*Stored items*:

....

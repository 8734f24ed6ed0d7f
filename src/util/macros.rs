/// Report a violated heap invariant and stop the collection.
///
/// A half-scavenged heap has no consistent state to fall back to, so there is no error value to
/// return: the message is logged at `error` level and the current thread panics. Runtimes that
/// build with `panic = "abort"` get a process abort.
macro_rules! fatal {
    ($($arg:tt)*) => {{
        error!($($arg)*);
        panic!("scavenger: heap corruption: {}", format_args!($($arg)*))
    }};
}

....

*TASK INSTRUCTIONS*: Exact copies of all the entries above are to be printed.

*RESPONSE*:
repository 8734f24ed6ed0d7f
filename src/util/macros.rs
/// Report a violated heap invariant and stop the collection.
///
/// A half-scavenged heap has no consistent state to fall back to, so there is no error value to
/// return: the message is logged at `error` level and the current thread panics. Runtimes that
/// build with `panic = "abort"` get a process abort.
macro_rules! fatal {
    ($($arg:tt)*) => {{
        error!($($arg)*);
        panic!("scavenger: heap corruption: {}", format_args!($($arg)*))
    }};
}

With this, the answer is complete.